-- Opening Marker --

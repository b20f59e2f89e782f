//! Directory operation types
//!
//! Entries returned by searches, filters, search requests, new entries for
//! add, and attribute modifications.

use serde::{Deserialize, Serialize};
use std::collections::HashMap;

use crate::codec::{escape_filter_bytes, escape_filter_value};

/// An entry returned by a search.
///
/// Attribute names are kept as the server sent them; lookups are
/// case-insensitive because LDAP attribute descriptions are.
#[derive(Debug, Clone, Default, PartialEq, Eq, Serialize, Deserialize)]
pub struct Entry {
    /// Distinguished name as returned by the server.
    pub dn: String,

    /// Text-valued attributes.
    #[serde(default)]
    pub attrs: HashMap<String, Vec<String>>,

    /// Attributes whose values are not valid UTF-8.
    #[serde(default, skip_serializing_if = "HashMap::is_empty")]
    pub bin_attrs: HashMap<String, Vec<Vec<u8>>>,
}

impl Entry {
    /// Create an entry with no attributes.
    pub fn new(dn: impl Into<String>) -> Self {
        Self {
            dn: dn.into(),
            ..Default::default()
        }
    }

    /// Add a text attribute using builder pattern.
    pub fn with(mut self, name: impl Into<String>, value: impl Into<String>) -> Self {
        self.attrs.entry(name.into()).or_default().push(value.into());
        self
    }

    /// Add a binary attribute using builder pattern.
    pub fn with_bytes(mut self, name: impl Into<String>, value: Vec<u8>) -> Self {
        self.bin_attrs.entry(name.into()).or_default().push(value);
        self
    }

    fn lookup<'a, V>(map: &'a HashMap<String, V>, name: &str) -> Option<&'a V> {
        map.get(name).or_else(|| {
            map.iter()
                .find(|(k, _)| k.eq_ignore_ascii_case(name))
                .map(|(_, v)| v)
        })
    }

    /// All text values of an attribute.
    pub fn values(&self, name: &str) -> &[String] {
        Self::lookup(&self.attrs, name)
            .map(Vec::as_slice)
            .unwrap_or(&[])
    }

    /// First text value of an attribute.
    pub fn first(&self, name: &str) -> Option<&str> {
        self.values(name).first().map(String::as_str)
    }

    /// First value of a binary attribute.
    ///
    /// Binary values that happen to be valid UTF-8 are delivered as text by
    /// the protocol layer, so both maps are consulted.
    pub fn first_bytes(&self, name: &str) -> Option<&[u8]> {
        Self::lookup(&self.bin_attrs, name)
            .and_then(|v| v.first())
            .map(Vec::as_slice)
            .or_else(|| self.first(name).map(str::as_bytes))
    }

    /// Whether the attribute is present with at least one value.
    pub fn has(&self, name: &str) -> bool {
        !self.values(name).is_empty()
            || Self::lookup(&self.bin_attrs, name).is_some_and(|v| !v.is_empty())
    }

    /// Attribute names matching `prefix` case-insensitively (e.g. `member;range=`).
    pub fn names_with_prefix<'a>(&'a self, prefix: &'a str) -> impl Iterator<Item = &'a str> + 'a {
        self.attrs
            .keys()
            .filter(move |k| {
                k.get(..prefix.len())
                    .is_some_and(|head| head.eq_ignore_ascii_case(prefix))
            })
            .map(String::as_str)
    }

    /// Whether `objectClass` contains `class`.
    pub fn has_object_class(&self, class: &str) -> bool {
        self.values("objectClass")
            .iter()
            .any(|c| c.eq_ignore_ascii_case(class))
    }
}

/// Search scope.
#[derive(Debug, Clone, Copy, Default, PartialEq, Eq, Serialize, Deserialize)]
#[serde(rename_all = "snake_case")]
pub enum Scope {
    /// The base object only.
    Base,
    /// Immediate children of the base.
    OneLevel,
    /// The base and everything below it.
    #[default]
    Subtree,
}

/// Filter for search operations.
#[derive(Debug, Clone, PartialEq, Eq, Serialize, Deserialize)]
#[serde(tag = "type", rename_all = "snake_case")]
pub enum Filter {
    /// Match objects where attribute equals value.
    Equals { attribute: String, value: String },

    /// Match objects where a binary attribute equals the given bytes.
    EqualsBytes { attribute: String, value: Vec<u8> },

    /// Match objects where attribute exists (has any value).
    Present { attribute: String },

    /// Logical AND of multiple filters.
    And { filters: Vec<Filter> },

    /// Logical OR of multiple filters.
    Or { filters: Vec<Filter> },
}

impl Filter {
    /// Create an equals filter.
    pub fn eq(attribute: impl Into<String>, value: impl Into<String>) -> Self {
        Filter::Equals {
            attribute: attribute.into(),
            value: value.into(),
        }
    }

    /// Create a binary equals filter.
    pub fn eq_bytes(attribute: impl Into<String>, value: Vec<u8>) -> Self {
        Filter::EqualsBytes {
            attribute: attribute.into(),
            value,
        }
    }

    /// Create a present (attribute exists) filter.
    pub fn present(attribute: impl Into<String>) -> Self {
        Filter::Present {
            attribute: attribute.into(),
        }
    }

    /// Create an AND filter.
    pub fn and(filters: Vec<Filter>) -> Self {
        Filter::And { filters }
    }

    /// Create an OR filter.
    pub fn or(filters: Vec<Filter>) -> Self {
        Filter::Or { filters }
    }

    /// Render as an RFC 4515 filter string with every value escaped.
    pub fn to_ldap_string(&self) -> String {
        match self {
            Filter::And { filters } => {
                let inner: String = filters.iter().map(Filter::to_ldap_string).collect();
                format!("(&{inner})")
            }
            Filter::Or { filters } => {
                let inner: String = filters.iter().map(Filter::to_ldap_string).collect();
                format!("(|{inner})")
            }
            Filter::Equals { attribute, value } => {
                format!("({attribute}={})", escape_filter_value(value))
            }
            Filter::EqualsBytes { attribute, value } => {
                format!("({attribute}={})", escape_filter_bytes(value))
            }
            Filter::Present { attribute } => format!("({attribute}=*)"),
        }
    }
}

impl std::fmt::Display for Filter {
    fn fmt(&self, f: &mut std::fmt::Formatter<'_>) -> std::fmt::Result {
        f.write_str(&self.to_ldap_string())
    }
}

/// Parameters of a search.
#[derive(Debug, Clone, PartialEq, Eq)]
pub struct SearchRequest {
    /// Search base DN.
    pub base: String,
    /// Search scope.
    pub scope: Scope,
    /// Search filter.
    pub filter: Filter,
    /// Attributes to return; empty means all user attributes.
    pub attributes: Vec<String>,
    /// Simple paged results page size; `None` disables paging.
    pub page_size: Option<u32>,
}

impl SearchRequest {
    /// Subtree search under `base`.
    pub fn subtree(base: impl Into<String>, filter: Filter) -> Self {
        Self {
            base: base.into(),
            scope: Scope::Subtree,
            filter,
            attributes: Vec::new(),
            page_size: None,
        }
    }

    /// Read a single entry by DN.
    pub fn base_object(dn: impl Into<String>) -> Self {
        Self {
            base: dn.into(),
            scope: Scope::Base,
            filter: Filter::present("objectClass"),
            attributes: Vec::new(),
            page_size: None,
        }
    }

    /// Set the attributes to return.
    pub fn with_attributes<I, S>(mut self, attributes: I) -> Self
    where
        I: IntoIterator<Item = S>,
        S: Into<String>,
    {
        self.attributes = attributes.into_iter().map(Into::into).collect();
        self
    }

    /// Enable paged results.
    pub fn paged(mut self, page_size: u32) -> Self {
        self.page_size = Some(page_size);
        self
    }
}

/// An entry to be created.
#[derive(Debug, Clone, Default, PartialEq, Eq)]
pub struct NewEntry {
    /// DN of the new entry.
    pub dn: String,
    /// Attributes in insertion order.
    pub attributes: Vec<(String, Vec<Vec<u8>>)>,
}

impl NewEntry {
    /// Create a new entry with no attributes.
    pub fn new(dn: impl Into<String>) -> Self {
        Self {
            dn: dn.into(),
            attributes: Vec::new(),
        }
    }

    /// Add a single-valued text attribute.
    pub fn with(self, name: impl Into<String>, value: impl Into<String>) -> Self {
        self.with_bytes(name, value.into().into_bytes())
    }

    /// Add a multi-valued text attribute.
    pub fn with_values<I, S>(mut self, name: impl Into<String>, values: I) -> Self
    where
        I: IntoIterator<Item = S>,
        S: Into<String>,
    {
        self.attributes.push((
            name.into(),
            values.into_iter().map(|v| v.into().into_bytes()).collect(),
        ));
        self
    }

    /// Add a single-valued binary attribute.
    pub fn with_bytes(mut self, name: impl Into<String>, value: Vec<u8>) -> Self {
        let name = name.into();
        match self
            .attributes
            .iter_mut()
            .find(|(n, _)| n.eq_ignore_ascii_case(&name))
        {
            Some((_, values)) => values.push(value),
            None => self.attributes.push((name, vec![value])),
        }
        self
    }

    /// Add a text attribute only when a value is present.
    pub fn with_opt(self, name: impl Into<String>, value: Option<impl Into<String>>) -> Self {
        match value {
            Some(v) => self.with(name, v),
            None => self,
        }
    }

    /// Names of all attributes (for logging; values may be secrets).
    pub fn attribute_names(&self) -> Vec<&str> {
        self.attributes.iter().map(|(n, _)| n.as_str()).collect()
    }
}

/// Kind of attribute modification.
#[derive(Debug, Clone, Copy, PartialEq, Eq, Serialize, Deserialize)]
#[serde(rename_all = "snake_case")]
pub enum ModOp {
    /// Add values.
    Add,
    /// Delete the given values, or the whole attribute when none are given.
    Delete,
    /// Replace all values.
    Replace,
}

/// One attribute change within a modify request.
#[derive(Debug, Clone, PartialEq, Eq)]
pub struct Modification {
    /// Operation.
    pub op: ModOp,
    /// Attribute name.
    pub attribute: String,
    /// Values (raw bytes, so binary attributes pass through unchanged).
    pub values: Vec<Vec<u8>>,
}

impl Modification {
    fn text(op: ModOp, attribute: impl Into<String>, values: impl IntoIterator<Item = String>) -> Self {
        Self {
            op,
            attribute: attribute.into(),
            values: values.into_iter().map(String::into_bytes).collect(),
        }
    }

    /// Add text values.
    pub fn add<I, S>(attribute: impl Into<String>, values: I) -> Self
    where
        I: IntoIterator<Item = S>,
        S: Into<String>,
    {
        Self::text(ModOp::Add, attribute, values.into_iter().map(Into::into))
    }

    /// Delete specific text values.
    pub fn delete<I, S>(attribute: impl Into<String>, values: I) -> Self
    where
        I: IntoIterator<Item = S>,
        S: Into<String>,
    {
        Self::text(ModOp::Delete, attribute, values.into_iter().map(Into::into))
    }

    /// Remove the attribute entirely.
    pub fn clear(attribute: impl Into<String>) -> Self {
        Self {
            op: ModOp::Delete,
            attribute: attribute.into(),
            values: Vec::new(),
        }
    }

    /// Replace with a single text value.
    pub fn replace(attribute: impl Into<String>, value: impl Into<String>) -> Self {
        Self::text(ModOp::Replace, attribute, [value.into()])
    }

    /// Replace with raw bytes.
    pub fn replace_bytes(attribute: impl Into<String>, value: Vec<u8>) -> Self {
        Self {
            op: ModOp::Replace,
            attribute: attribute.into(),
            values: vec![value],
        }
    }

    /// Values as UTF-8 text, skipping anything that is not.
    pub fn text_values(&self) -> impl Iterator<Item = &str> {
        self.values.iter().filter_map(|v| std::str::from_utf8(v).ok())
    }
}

-- Closing Marker --

> Activity
Please write out exactly the lines from the start of the data through the line that contains "binary attribute using builder pattern.", both ends included, and nothing else.

> Output below
repository b20f59e2f89e782f
//! Directory operation types
//!
//! Entries returned by searches, filters, search requests, new entries for
//! add, and attribute modifications.

use serde::{Deserialize, Serialize};
use std::collections::HashMap;

use crate::codec::{escape_filter_bytes, escape_filter_value};

/// An entry returned by a search.
///
/// Attribute names are kept as the server sent them; lookups are
/// case-insensitive because LDAP attribute descriptions are.
#[derive(Debug, Clone, Default, PartialEq, Eq, Serialize, Deserialize)]
pub struct Entry {
    /// Distinguished name as returned by the server.
    pub dn: String,

    /// Text-valued attributes.
    #[serde(default)]
    pub attrs: HashMap<String, Vec<String>>,

    /// Attributes whose values are not valid UTF-8.
    #[serde(default, skip_serializing_if = "HashMap::is_empty")]
    pub bin_attrs: HashMap<String, Vec<Vec<u8>>>,
}

impl Entry {
    /// Create an entry with no attributes.
    pub fn new(dn: impl Into<String>) -> Self {
        Self {
            dn: dn.into(),
            ..Default::default()
        }
    }

    /// Add a text attribute using builder pattern.
    pub fn with(mut self, name: impl Into<String>, value: impl Into<String>) -> Self {
        self.attrs.entry(name.into()).or_default().push(value.into());
        self
    }

    /// Add a binary attribute using builder pattern.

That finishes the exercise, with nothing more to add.